Pursuant to Article 83-sexies of Italian Legislative Decree no. 58 of 24 February 1998, as amended and supplemented ("Legislative Decree 58/98") and related implementing provisions, those entitled to attend the Shareholders' Meeting and cast their voting rights are the persons for whom the authorised intermediaries - pursuant to the provisions of the legislation and regulations - have issued appropriate communication to the Company in accordance with their accounting records, based on the evidence at the close on the accounting day of the seventh trading day prior to the date set for the Shareholders' Meeting (i.e., 19 April 2023, the so-calledrecord date). In accordance with current regulation, those registered as shareholders only after that date will not be entitled to attend and vote at the Shareholders' Meeting. The communication from the aforementioned intermediary must be received by the Company by the end of the third trading day prior to the date set for the Shareholders' Meeting (i.e., no later than 25 April 2023). However, the shareholders will be entitled to attend and vote if the communication is received by the Company after the above deadline, provided that it is before the start of Shareholders' Meeting.

The communication to the Company is carried out by the intermediary upon request by the persons entitled to vote. Those entitled to vote are required to give instructions to the intermediary holding the relative accounts to make the above-mentioned communication to the Company.

▪ ATTENDANCE AND REPRESENTATION AT THE SHAREHOLDERS' MEETING

Pursuant to Article 106, paragraph 4 of Italian Legislative Decree no. 18 of 17 March 2020 (so-called "Cura Italia" Decree), converted with amendments by Law no. 27 of 24 April 2020, as subsequently amended and modified, attendance to the Shareholders' Meeting of those with the voting rights is allowed exclusively through the representative designated by the Company pursuant to Article 135- undecies of Legislative Decree no. 58/98, who will be granted a proxy, with the manners and at the conditions indicated below; the aforementioned representative may also be granted proxies or sub proxies pursuant to Article 135-novies of Legislative Decree no. 58/98, in derogation of Article 135- undecies, paragraph 4, of the same decree.
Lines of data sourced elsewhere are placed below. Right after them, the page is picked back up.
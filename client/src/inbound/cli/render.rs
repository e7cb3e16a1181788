//! Plain-text views of domain data.
//!
//! Rows keep server order. Actions are shown as the commands that perform
//! them.

use pagination::Page as ResultsPage;
use rust_decimal::{Decimal, RoundingStrategy};

use crate::domain::{Category, Page, Post, PostView, Summary, Transaction};

use super::App;

/// Message shown for an empty transaction list.
pub const NO_TRANSACTIONS: &str = "No transactions found.";
/// Message shown for an empty post list.
pub const NO_POSTS: &str = "No posts found.";
/// Placeholder leading the create-form category list.
pub const SELECT_CATEGORY: &str = "Select Category";

/// One transaction row.
///
/// # Examples
/// ```
/// use client::inbound::cli::render::transaction_row;
///
/// let tx = serde_json::from_value(serde_json::json!({
///     "id": 1, "title": "Coffee", "amount": "3.5", "type": "expense",
///     "category": 2, "created_at": "2024-01-01T00:00:00Z"
/// })).unwrap();
/// let row = transaction_row(&tx);
/// assert!(row.starts_with("Coffee | 3.50 | 2 | 2024-01-01 | expense"));
/// ```
pub fn transaction_row(transaction: &Transaction) -> String {
    let created = transaction
        .created_on()
        .map(|date| date.format("%Y-%m-%d").to_string())
        .unwrap_or_default();
    format!(
        "{} | {} | {} | {} | {} | [edit: {}] [delete: {} delete {}]",
        transaction.display_description(),
        money(transaction.amount_or_zero()),
        transaction.display_category(),
        created,
        transaction.display_kind(),
        App::Expenses.command_for(&Page::Edit { id: transaction.id }),
        App::Expenses.name(),
        transaction.id,
    )
}

/// Transaction table, or [`NO_TRANSACTIONS`].
pub fn transactions(page: &ResultsPage<Transaction>) -> String {
    if page.is_empty() {
        return NO_TRANSACTIONS.to_owned();
    }
    let mut out = String::from("Description | Amount | Category | Date | Type | Actions");
    for transaction in page.items() {
        out.push('\n');
        out.push_str(&transaction_row(transaction));
    }
    out.push_str(&page_links(App::Expenses, "dashboard", page));
    out
}

/// Income, expense and balance totals.
pub fn summary(summary: &Summary) -> String {
    format!(
        "Total income: {}\nTotal expenses: {}\nNet balance: {}",
        money(summary.income()),
        money(summary.expenses()),
        money(summary.balance())
    )
}

/// Category options for the create form, led by [`SELECT_CATEGORY`].
pub fn category_options(categories: &[Category]) -> String {
    std::iter::once(format!("  (none) {SELECT_CATEGORY}"))
        .chain(
            categories
                .iter()
                .map(|category| format!("  {} {}", category.id, category.label())),
        )
        .collect::<Vec<_>>()
        .join("\n")
}

/// Category options for the edit form with `selected` marked.
pub fn category_options_selected(categories: &[Category], selected: Option<i64>) -> String {
    categories
        .iter()
        .map(|category| {
            let marker = if Some(category.id) == selected { '*' } else { ' ' };
            format!("{marker} {} {}", category.id, category.label())
        })
        .collect::<Vec<_>>()
        .join("\n")
}

/// Edit form prefilled from `transaction`.
pub fn transaction_form(transaction: &Transaction) -> String {
    format!(
        "Editing transaction {id}\n  description: {}\n  amount: {}\n  date: {}\n  type: {}\nSave with `{} update {id} ...`",
        transaction.display_description(),
        money(transaction.amount_or_zero()),
        transaction.date.as_deref().unwrap_or_default(),
        transaction.display_kind(),
        App::Expenses.name(),
        id = transaction.id,
    )
}

/// One post line with its detail target.
pub fn post_row(post: &Post) -> String {
    match &post.slug {
        Some(slug) => format!(
            "{} -> {}",
            post.display_title(),
            Page::Detail { slug: slug.clone() }.href()
        ),
        None => post.display_title().to_owned(),
    }
}

/// Post list, or [`NO_POSTS`].
pub fn posts(page: &ResultsPage<Post>) -> String {
    if page.is_empty() {
        return NO_POSTS.to_owned();
    }
    let mut out = page
        .items()
        .iter()
        .map(post_row)
        .collect::<Vec<_>>()
        .join("\n");
    out.push_str(&page_links(App::Blog, "list", page));
    out
}

/// Full post with actions for its author.
pub fn post_detail(view: &PostView) -> String {
    let post = &view.post;
    let mut out = format!(
        "{}\nBy {} on {}\n\n{}",
        post.display_title(),
        post.author_name(),
        post.created_at.as_deref().unwrap_or_default(),
        post.body()
    );
    if !post.tags.is_empty() {
        let tags = post
            .tags
            .iter()
            .map(ToString::to_string)
            .collect::<Vec<_>>()
            .join(", ");
        out.push_str(&format!("\n\nTags: {tags}"));
    }
    if let (true, Some(slug)) = (view.can_manage, post.slug.as_ref()) {
        let name = App::Blog.name();
        out.push_str(&format!(
            "\n\n[edit: {name} update {slug} --title ... --content ...] [delete: {name} delete {slug}]"
        ));
    }
    out
}

/// Two decimal places, half away from zero.
fn money(value: Decimal) -> String {
    format!(
        "{:.2}",
        value.round_dp_with_strategy(2, RoundingStrategy::MidpointAwayFromZero)
    )
}

fn page_links<T>(app: App, command: &str, page: &ResultsPage<T>) -> String {
    let name = app.name();
    let mut out = String::new();
    if let Some(previous) = page.previous() {
        out.push_str(&format!("\nPrevious page: {name} {command} --page '{previous}'"));
    }
    if let Some(next) = page.next() {
        out.push_str(&format!("\nNext page: {name} {command} --page '{next}'"));
    }
    out
}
The Company has designated Computershare S.p.A. - with registered office in Milan, via Mascheroni no. 19, 20145 - as designated shareholders' representative pursuant to Article 135-undecies, of Legislative Decree no. 58/98 ("Designated Representative").

The Directors and Standing Auditors, as well as other persons entitled according to the law, other than those with the right to vote (who must confer proxy to the Designated Representative as per above), may attend the Shareholders' Meeting via telecommunication means which also guarantee their identification. The instructions for participation to the Shareholders' Meeting via telecommunication means will be made available by the Company to the interested parties.

  • PARTICIPATION TO THE SHAREHOLDERS' MEETING AND GRANTING OF THE PROXY TO THE
    DESIGNATED REPRESENTATIVE

Pursuant to the Save Italy Decree, attendance to the Shareholders' Meeting by those with a right to vote is allowed exclusively through the Designated Representative, without physically presence of the shareholders.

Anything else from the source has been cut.